◆ Exercise requirements: Would you work out how many of the lines below hold "ResultsView" and reply with nothing but the number?

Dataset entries
▼
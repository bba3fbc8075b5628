//! 搜索结果视图（纯渲染）
//!
//! Every state starts by clearing the results list; hidden, error, empty and
//! results also clear the pagination bar.

use super::pagination::{page_controls, PageControl};
use crate::kernel::services::ports::{RecordKind, ResultRecord, SearchError, SearchResultPage};
use crate::kernel::{ResultsView, SearchState};
use crate::ui::backend::{Container, ResultsSurface};
use crate::ui::core::element::Element;

const LOADING_TEXT: &str = "Searching…";
const ERROR_TEXT: &str = "Search failed. Please try again.";
const NO_RESULTS_TITLE: &str = "No results found";
const NO_RESULTS_TEXT: &str = "Try different search terms.";
const SUGGESTIONS_LABEL: &str = "Did you mean:";
/// Stand-in for kind tags that cannot be used as a path segment or class name.
const FALLBACK_KIND: &str = "other";

#[derive(Debug, Default)]
pub struct SearchView;

impl SearchView {
    pub fn new() -> Self {
        Self
    }

    pub fn render(&self, state: &SearchState, surface: &mut dyn ResultsSurface) {
        match &state.view {
            ResultsView::Hidden => {
                surface.clear(Container::ResultsList);
                surface.clear(Container::Pagination);
            }
            ResultsView::Loading => {
                surface.clear(Container::ResultsList);
                surface.append(Container::ResultsList, loading_panel());
            }
            ResultsView::Error(err) => {
                surface.clear(Container::ResultsList);
                surface.clear(Container::Pagination);
                surface.append(Container::ResultsList, error_panel(err));
            }
            ResultsView::Empty { suggestions } => {
                surface.clear(Container::ResultsList);
                surface.clear(Container::Pagination);
                surface.append(Container::ResultsList, no_results_panel(suggestions));
            }
            ResultsView::Results(page) => self.render_results(page, surface),
        }
        surface.set_visible(state.visible);
    }

    fn render_results(&self, page: &SearchResultPage, surface: &mut dyn ResultsSurface) {
        surface.clear(Container::ResultsList);
        surface.clear(Container::Pagination);

        if page.is_empty() {
            surface.append(Container::ResultsList, no_results_panel(&page.suggestions));
            return;
        }

        surface.append(Container::ResultsList, results_header(page));
        for record in &page.results {
            surface.append(Container::ResultsList, result_item(record));
        }

        let controls = page_controls(
            page.current_page,
            page.total_pages,
            page.has_previous,
            page.has_next,
        );
        for control in controls {
            surface.append(Container::Pagination, page_control(control));
        }
    }
}

fn loading_panel() -> Element {
    Element::new("div")
        .class("search-loading")
        .child(Element::new("div").class("spinner"))
        .child(Element::new("p").text(LOADING_TEXT))
}

fn error_panel(err: &SearchError) -> Element {
    let (kind, message) = match err {
        SearchError::Http { .. } => ("http", ERROR_TEXT),
        SearchError::InvalidResponseFormat { .. } => ("format", ERROR_TEXT),
        SearchError::ServerReported { message, .. } => ("server", message.as_str()),
        SearchError::Decode(_) => ("decode", ERROR_TEXT),
        SearchError::Transport(_) => ("transport", ERROR_TEXT),
    };
    Element::new("div")
        .class("search-error")
        .attr("data-error", kind)
        .child(Element::new("p").text(message))
}

fn no_results_panel(suggestions: &[String]) -> Element {
    let mut content = Element::new("div")
        .class("no-results-content")
        .child(Element::new("h3").text(NO_RESULTS_TITLE))
        .child(Element::new("p").text(NO_RESULTS_TEXT));

    if !suggestions.is_empty() {
        content = content.child(
            Element::new("div")
                .class("no-results-suggestions")
                .child(Element::new("span").text(SUGGESTIONS_LABEL))
                .child(Element::new("ul").children(
                    suggestions
                        .iter()
                        .map(|s| Element::new("li").text(s.as_str())),
                )),
        );
    }

    Element::new("div").class("no-results").child(content)
}

fn results_header(page: &SearchResultPage) -> Element {
    let count = if page.total_results == 1 {
        "1 result".to_string()
    } else {
        format!("{} results", page.total_results)
    };

    let mut header = Element::new("div")
        .class("search-results-header")
        .child(Element::new("span").class("results-count").text(count));
    if page.total_pages > 1 {
        header = header.child(
            Element::new("span")
                .class("results-page-info")
                .text(format!("Page {} of {}", page.current_page, page.total_pages)),
        );
    }
    header
}

struct KindPresentation {
    icon: &'static str,
    badge: String,
    action_label: &'static str,
    details: Vec<String>,
}

fn present(record: &ResultRecord) -> KindPresentation {
    match &record.kind {
        RecordKind::User {
            department,
            position,
            is_active,
            is_staff,
            ..
        } => {
            let mut details: Vec<String> =
                [department, position].into_iter().flatten().cloned().collect();
            if !is_active {
                details.push("Inactive".to_string());
            }
            KindPresentation {
                icon: "fa-user",
                badge: (if *is_staff { "Staff" } else { "User" }).to_string(),
                action_label: "View profile",
                details,
            }
        }
        RecordKind::Project { status, location } => KindPresentation {
            icon: "fa-folder",
            badge: "Project".to_string(),
            action_label: "View project",
            details: [
                status.as_ref().map(|s| format!("Status: {}", s)),
                location.clone(),
            ]
            .into_iter()
            .flatten()
            .collect(),
        },
        RecordKind::Manager { points, level } => KindPresentation {
            icon: "fa-user-tie",
            badge: "Manager".to_string(),
            action_label: "View manager",
            details: [points.map(|p| format!("{} pts", p)), level.clone()]
                .into_iter()
                .flatten()
                .collect(),
        },
        RecordKind::Other { kind } => KindPresentation {
            icon: "fa-file",
            badge: capitalize(kind_segment(kind)),
            action_label: "View",
            details: Vec::new(),
        },
    }
}

pub fn action_href(record: &ResultRecord) -> String {
    if let Some(url) = &record.url {
        return url.clone();
    }
    match &record.kind {
        RecordKind::User { .. } | RecordKind::Manager { .. } => {
            format!("/manager/modify/{}/", record.id)
        }
        RecordKind::Project { .. } => format!("/manager/modify-project/{}/", record.id),
        RecordKind::Other { kind } => {
            format!("/search/view/{}/{}/", kind_segment(kind), record.id)
        }
    }
}

/// `kind` if it is a plain slug (ASCII letters, digits, `-`, `_`), else the fallback.
fn kind_segment(kind: &str) -> &str {
    let is_slug = !kind.is_empty()
        && kind
            .chars()
            .all(|c| c.is_ascii_alphanumeric() || c == '-' || c == '_');
    if is_slug {
        kind
    } else {
        FALLBACK_KIND
    }
}

fn result_item(record: &ResultRecord) -> Element {
    let presentation = present(record);
    let tag = kind_segment(record.kind.tag());

    let visual = match &record.kind {
        RecordKind::User { .. } => Element::new("div")
            .class("result-avatar")
            .text(initials(&record.title)),
        _ => Element::new("div")
            .class("result-icon")
            .child(Element::new("i").class("fas").class(presentation.icon)),
    };

    let mut content = Element::new("div").class("result-content").child(
        Element::new("div")
            .class("result-header")
            .child(Element::new("h4").class("result-title").text(record.title.as_str()))
            .child(
                Element::new("span")
                    .class("result-badge")
                    .class(&format!("badge-{}", tag))
                    .text(presentation.badge),
            ),
    );
    if let Some(subtitle) = &record.subtitle {
        content = content.child(
            Element::new("p")
                .class("result-subtitle")
                .text(subtitle.as_str()),
        );
    }
    if !presentation.details.is_empty() {
        content = content.child(
            Element::new("div").class("result-details").children(
                presentation
                    .details
                    .into_iter()
                    .map(|d| Element::new("span").class("result-tag").text(d)),
            ),
        );
    }

    Element::new("div")
        .class("search-result-item")
        .class(&format!("result-{}", tag))
        .attr("data-id", record.id.to_string())
        .child(visual)
        .child(content)
        .child(
            Element::new("div").class("result-actions").child(
                Element::new("a")
                    .class("result-action")
                    .attr("href", action_href(record))
                    .text(presentation.action_label),
            ),
        )
}

fn page_control(control: PageControl) -> Element {
    match control {
        PageControl::Previous(page) => Element::new("button")
            .class("page-btn")
            .class("page-prev")
            .attr("data-page", page.to_string())
            .text("‹ Previous"),
        PageControl::Next(page) => Element::new("button")
            .class("page-btn")
            .class("page-next")
            .attr("data-page", page.to_string())
            .text("Next ›"),
        PageControl::Page { page, active: true } => Element::new("button")
            .class("page-btn")
            .class("active")
            .attr("data-page", page.to_string())
            .attr("aria-current", "page")
            .text(page.to_string()),
        PageControl::Page { page, active: false } => Element::new("button")
            .class("page-btn")
            .attr("data-page", page.to_string())
            .text(page.to_string()),
        PageControl::Ellipsis => Element::new("span").class("page-ellipsis").text("…"),
    }
}

fn initials(name: &str) -> String {
    let letters: String = name
        .split_whitespace()
        .filter_map(|word| word.chars().next())
        .filter(|c| c.is_alphanumeric())
        .take(2)
        .flat_map(char::to_uppercase)
        .collect();
    if letters.is_empty() {
        "?".to_string()
    } else {
        letters
    }
}

fn capitalize(word: &str) -> String {
    let mut chars = word.chars();
    match chars.next() {
        Some(first) => first.to_uppercase().chain(chars).collect(),
        None => String::new(),
    }
}

#[cfg(test)]
#[path = "../../../tests/unit/views/search/search_view.rs"]
mod tests;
▲
◆ Solution to the exercise: 6